Story: Caving

Page 2. Caving tourism

All images & media in this story

Early caving

Māori used caves sometimes for shelter, but mainly as burial grounds. For this reason many were sacred sites.

The earliest European explorer of limestone caves was probably Arthur S. Thomson. In 1849 and 1852 he collected moa bones from caves near Waitomo in the King Country. On 28 December 1887, Tāne Tinorau and Fred Mace floated down a stream into the Waitomo glow-worm cave on a raft of flax flower stalks, using burning brands to light their way.



Waitomo soon developed a tourist industry around the caves, with local Māori such as Tāne Tinorau acting as guides. It has been the centre of commercial caving since around 1900.

The government purchased the land in 1904 and in 1905 the Tourist Department took over the management of the caves. In the 1920s female cavers embarked on tours bedecked in smocks, bloomers and boots, and carrying lanterns. Small boats floated visitors into the Waitomo glow-worm cave, and walking tours took people into dry areas of caves. In 1981 the Waitomo Museum of Caves opened.

Black-water rafting – wearing a wetsuit and floating through a cave on a rubber tube – began at Ruakuri cave in Waitomo in 1987, offering tourists more than just a sedate walk through part of a cave. Tourism Holdings bought the rafting company in 2004. Ruakuri, which had been closed for 16 years for walk-through tours, was promoted as a spiritual experience, focusing on its Māori history. As the original entrance was considered tapu (sacred), a new entrance was built for guided walkers to enter the cave. In 2004 the Waitomo caves attracted around 400,000 visitors, including around 30,000 rafters.

Te Anau and Nelson

In 1948 Europeans discovered the Te Ana-au caves, on the western shoreline of Lake Te Anau in Fiordland. The site has been developed into a tourist venture, with guided launch trips operating from Te Anau.

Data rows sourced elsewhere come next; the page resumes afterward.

use glam::Vec2;
use serde::{Deserialize, Serialize};

/// Creates a new axis-aligned bounding box from min/max corners.
pub fn bbox(min: Vec2, max: Vec2) -> BoundingBox {
    BoundingBox::new(min, max)
}

/// An unrotated, rectangular bounding box (AABB) whose edges are parallel to
/// the coordinate axes.
///
/// Used for viewport intersection tests and spatial partitioning.
#[derive(Debug, Clone, Copy, PartialEq, Serialize, Deserialize)]
pub struct BoundingBox {
    min: Vec2,
    max: Vec2,
}

impl BoundingBox {
    pub fn new(min: Vec2, max: Vec2) -> Self {
        BoundingBox { min, max }
    }

    /// Builds a box of the given size centered on a point.
    pub fn from_center_size(center: Vec2, size: Vec2) -> Self {
        let half = size / 2.0;
        BoundingBox {
            min: center - half,
            max: center + half,
        }
    }

    pub fn min(&self) -> Vec2 {
        self.min
    }

    pub fn max(&self) -> Vec2 {
        self.max
    }

    pub fn width(&self) -> f32 {
        self.max.x - self.min.x
    }

    pub fn height(&self) -> f32 {
        self.max.y - self.min.y
    }

    pub fn center(&self) -> Vec2 {
        (self.min + self.max) / 2.0
    }

    pub fn contains_point(&self, point: Vec2) -> bool {
        point.x >= self.min.x
            && point.x <= self.max.x
            && point.y >= self.min.y
            && point.y <= self.max.y
    }

    /// Whether `other` lies entirely within this box.
    pub fn contains(&self, other: &BoundingBox) -> bool {
        other.min.x >= self.min.x
            && other.min.y >= self.min.y
            && other.max.x <= self.max.x
            && other.max.y <= self.max.y
    }

    /// AABB intersection test. Touching edges count as intersecting.
    pub fn intersects(&self, other: &BoundingBox) -> bool {
        // Reject when one box is fully to the left of or above the other
        if self.max.x < other.min.x || other.max.x < self.min.x {
            return false;
        }
        if self.max.y < other.min.y || other.max.y < self.min.y {
            return false;
        }
        true
    }

    /// The smallest box containing both boxes.
    pub fn union(&self, other: &BoundingBox) -> BoundingBox {
        BoundingBox {
            min: self.min.min(other.min),
            max: self.max.max(other.max),
        }
    }

    /// Grows the box outward by `margin` on all sides.
    pub fn expanded(&self, margin: f32) -> BoundingBox {
        let m = Vec2::splat(margin);
        BoundingBox {
            min: self.min - m,
            max: self.max + m,
        }
    }
}

/// The fixed on-canvas footprint of one signature card.
///
/// Every element shares the same footprint, which keeps layout and culling
/// free of per-element measurement.
#[derive(Debug, Clone, Copy, PartialEq, Serialize, Deserialize)]
pub struct Footprint {
    pub width: f32,
    pub height: f32,
}

impl Footprint {
    pub fn new(width: f32, height: f32) -> Self {
        Footprint { width, height }
    }

    pub fn size(&self) -> Vec2 {
        Vec2::new(self.width, self.height)
    }

    /// The world-space box of an element centered at `center`.
    pub fn bounds_at(&self, center: Vec2) -> BoundingBox {
        BoundingBox::from_center_size(center, self.size())
    }
}

impl Default for Footprint {
    fn default() -> Self {
        Footprint {
            width: 160.0,
            height: 100.0,
        }
    }
}

#[cfg(test)]
mod tests {
    use super::*;
    use glam::vec2;

    #[test]
    fn test_bounds_intersection() {
        let a = bbox(vec2(0.0, 0.0), vec2(100.0, 100.0));

        // Overlapping
        let b = bbox(vec2(50.0, 50.0), vec2(150.0, 150.0));
        assert!(a.intersects(&b));

        // Non-overlapping on x-axis
        let c = bbox(vec2(200.0, 0.0), vec2(300.0, 100.0));
        assert!(!a.intersects(&c));

        // Non-overlapping on y-axis
        let d = bbox(vec2(0.0, 200.0), vec2(100.0, 300.0));
        assert!(!a.intersects(&d));

        // Touching edges intersect
        let e = bbox(vec2(100.0, 0.0), vec2(200.0, 100.0));
        assert!(a.intersects(&e));
    }

    #[test]
    fn test_contains_point() {
        let b = bbox(vec2(10.0, 10.0), vec2(30.0, 40.0));

        assert!(b.contains_point(vec2(15.0, 15.0)));
        assert!(b.contains_point(vec2(10.0, 10.0))); // On edge
        assert!(b.contains_point(vec2(30.0, 40.0))); // Bottom right

        assert!(!b.contains_point(vec2(5.0, 15.0)));
        assert!(!b.contains_point(vec2(15.0, 45.0)));
    }

    #[test]
    fn test_contains_box() {
        let outer = bbox(vec2(0.0, 0.0), vec2(100.0, 100.0));
        assert!(outer.contains(&bbox(vec2(10.0, 10.0), vec2(50.0, 50.0))));
        assert!(outer.contains(&outer)); // A box contains itself
        assert!(!outer.contains(&bbox(vec2(50.0, 50.0), vec2(150.0, 80.0))));
    }

    #[test]
    fn test_union_and_center() {
        let a = bbox(vec2(0.0, 0.0), vec2(10.0, 10.0));
        let b = bbox(vec2(20.0, -5.0), vec2(30.0, 5.0));

        let u = a.union(&b);
        assert_eq!(u.min(), vec2(0.0, -5.0));
        assert_eq!(u.max(), vec2(30.0, 10.0));
        assert_eq!(u.width(), 30.0);
        assert_eq!(u.height(), 15.0);
        assert_eq!(u.center(), vec2(15.0, 2.5));
    }

    #[test]
    fn test_from_center_size_roundtrip() {
        let fp = Footprint::new(80.0, 40.0);
        let b = fp.bounds_at(vec2(100.0, 100.0));

        assert_eq!(b.min(), vec2(60.0, 80.0));
        assert_eq!(b.max(), vec2(140.0, 120.0));
        assert_eq!(b.center(), vec2(100.0, 100.0));
    }

    #[test]
    fn test_expanded() {
        let b = bbox(vec2(0.0, 0.0), vec2(10.0, 10.0)).expanded(5.0);
        assert_eq!(b.min(), vec2(-5.0, -5.0));
        assert_eq!(b.max(), vec2(15.0, 15.0));
    }
}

On top of Tākaka hill in Nelson, Ngārua Cave is open for guided tours.

Some purist cavers view the development of caves for tourism as exploitative. Most cavers have a strong sense of responsibility, carrying out all waste and not taking any souvenirs.

How to cite this page:

Carl Walrond, 'Caving - Caving tourism', Te Ara - the Encyclopedia of New Zealand, (accessed 30 September 2022)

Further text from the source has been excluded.